### TASK BRIEF
Please show every line from the entries that carries the word "DataSection".

### MATERIAL PROVIDED
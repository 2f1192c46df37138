//! GRIB2 parser (WMO FM 92 GRIB Edition 2).
//!
//! Reads the messages of a byte buffer and decodes simple-packed data. This is
//! the field encoding understood by the GRIB extractor of `chunked-data-view`.
//!
//! ```text
//! Bytes ──► Grib2Reader ──► Grib2Message ──► unpack_data() ──► Vec<f32>
//!              │                 │
//!              │                 ├─ sections 0,1,3,4,5,6,7
//!              └─ one message    └─ num_values()
//!                 per call
//! ```

use bytes::Bytes;
use thiserror::Error;

pub mod sections;
pub mod unpacking;

use sections::{
    Bitmap, DataRepresentation, DataSection, GridDefinition, Identification, Indicator,
    ProductDefinition, END_MARKER, INDICATOR_LENGTH,
};
use unpacking::SimplePacking;

/// Errors raised while reading or decoding GRIB2 messages.
#[derive(Error, Debug)]
pub enum Grib2Error {
    #[error("Invalid GRIB2 format: {0}")]
    InvalidFormat(String),

    #[error("Invalid section {section}: {reason}")]
    InvalidSection { section: u8, reason: String },

    #[error("Unpacking failed: {0}")]
    UnpackingError(String),

    #[error("Unsupported data representation template 5.{0}")]
    UnsupportedPacking(u16),
}

impl Grib2Error {
    /// Create an InvalidSection error.
    pub fn invalid_section(section: u8, reason: impl Into<String>) -> Self {
        Self::InvalidSection {
            section,
            reason: reason.into(),
        }
    }
}

/// Result type for GRIB2 operations.
pub type Result<T> = std::result::Result<T, Grib2Error>;

/// A parsed GRIB2 message.
#[derive(Debug, Clone)]
pub struct Grib2Message {
    /// Byte offset of the message within its source buffer.
    pub offset: usize,
    pub indicator: Indicator,
    pub identification: Identification,
    pub grid_definition: GridDefinition,
    pub product_definition: ProductDefinition,
    pub data_representation: DataRepresentation,
    pub bitmap: Bitmap,
    pub data_section: DataSection,
    raw: Bytes,
}

impl Grib2Message {
    /// Parse one complete message (indicator through end marker).
    pub fn parse(raw: Bytes) -> Result<Self> {
        Self::parse_at(raw, 0)
    }

    fn parse_at(raw: Bytes, offset: usize) -> Result<Self> {
        let indicator = sections::parse_indicator(&raw)?;
        if indicator.message_length as usize != raw.len() {
            return Err(Grib2Error::InvalidFormat(format!(
                "Message length {} does not match buffer of {} bytes",
                indicator.message_length,
                raw.len()
            )));
        }
        if !raw.ends_with(END_MARKER) {
            return Err(Grib2Error::InvalidFormat(
                "Missing 7777 end marker".to_string(),
            ));
        }

        let message = Self {
            offset,
            identification: sections::parse_identification(&raw)?,
            grid_definition: sections::parse_grid_definition(&raw)?,
            product_definition: sections::parse_product_definition(&raw)?,
            data_representation: sections::parse_data_representation(&raw)?,
            bitmap: sections::parse_bitmap(&raw)?,
            data_section: sections::parse_data_section(&raw)?,
            indicator,
            raw,
        };

        tracing::trace!(
            offset,
            length = message.raw.len(),
            num_values = message.num_values(),
            template = message.data_representation.template,
            "Parsed GRIB2 message"
        );

        Ok(message)
    }

    /// Number of grid points, including bitmap-masked ones.
    pub fn num_values(&self) -> usize {
        self.grid_definition.num_data_points as usize
    }

    /// Grid dimensions as `(nj, ni)`.
    pub fn grid_dims(&self) -> (u32, u32) {
        (self.grid_definition.nj, self.grid_definition.ni)
    }

    /// The raw message bytes.
    pub fn raw(&self) -> &Bytes {
        &self.raw
    }

    /// Decode every grid point. Masked points are `NaN`.
    pub fn unpack_data(&self) -> Result<Vec<f32>> {
        let repr = &self.data_representation;
        if repr.template != 0 {
            return Err(Grib2Error::UnsupportedPacking(repr.template));
        }

        let num_points = self.num_values();
        let bitmap = self.bitmap.is_present().then(|| &self.bitmap.data[..]);

        let packed_points = match bitmap {
            Some(bm) => unpacking::count_present(bm, num_points),
            None => num_points,
        };
        if packed_points != repr.num_data_points as usize {
            return Err(Grib2Error::UnpackingError(format!(
                "Section 5 declares {} packed values, grid and bitmap give {}",
                repr.num_data_points, packed_points
            )));
        }

        unpacking::unpack_simple(
            &self.data_section.data,
            num_points,
            SimplePacking {
                reference_value: repr.reference_value,
                binary_scale_factor: repr.binary_scale_factor,
                decimal_scale_factor: repr.decimal_scale_factor,
                bits_per_value: repr.bits_per_value,
            },
            bitmap,
        )
    }
}

/// Sequential reader over the GRIB2 messages in a buffer.
pub struct Grib2Reader {
    data: Bytes,
    offset: usize,
}

impl Grib2Reader {
    pub fn new(data: Bytes) -> Self {
        Self { data, offset: 0 }
    }

    /// Current read position.
    pub fn offset(&self) -> usize {
        self.offset
    }

    /// Read the next message. `Ok(None)` at a clean end of the buffer.
    pub fn next_message(&mut self) -> Result<Option<Grib2Message>> {
        if self.offset >= self.data.len() {
            return Ok(None);
        }

        let rest = &self.data[self.offset..];
        let indicator = sections::parse_indicator(rest).map_err(|e| {
            Grib2Error::InvalidFormat(format!("At offset {}: {}", self.offset, e))
        })?;

        let length = indicator.message_length as usize;
        if length < INDICATOR_LENGTH + END_MARKER.len() || length > rest.len() {
            return Err(Grib2Error::InvalidFormat(format!(
                "Message at offset {} declares {} bytes, {} available",
                self.offset,
                length,
                rest.len()
            )));
        }

        let raw = self.data.slice(self.offset..self.offset + length);
        let message = Grib2Message::parse_at(raw, self.offset)?;
        self.offset += length;
        Ok(Some(message))
    }
}

impl Iterator for Grib2Reader {
    type Item = Result<Grib2Message>;

    fn next(&mut self) -> Option<Self::Item> {
        match self.next_message() {
            Ok(Some(message)) => Some(Ok(message)),
            Ok(None) => None,
            Err(e) => {
                // Stop after the first error, the rest cannot be framed.
                self.offset = self.data.len();
                Some(Err(e))
            }
        }
    }
}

### ANSWER SPACE
    Bitmap, DataRepresentation, DataSection, GridDefinition, Identification, Indicator,
    pub data_section: DataSection,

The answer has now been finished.